**What is required:** Read through the entries below and copy each line where "session" turns up.

**Records supplied:**

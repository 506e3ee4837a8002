//! RAX FTP Server
//!
//! FTP control-channel server: per-connection session state machine, a
//! concurrent session registry, sliding-window rate limiting and an
//! acceptor with admission control.

pub mod auth;
pub mod client;
pub mod config;
pub mod error;
pub mod middleware;
pub mod navigate;
pub mod protocol;
pub mod server;
pub mod vhost;

pub use server::{Server, ServerHandle, Shutdown};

**Result:**
//! FTP control-channel server: per-connection session state machine, a
//! concurrent session registry, sliding-window rate limiting and an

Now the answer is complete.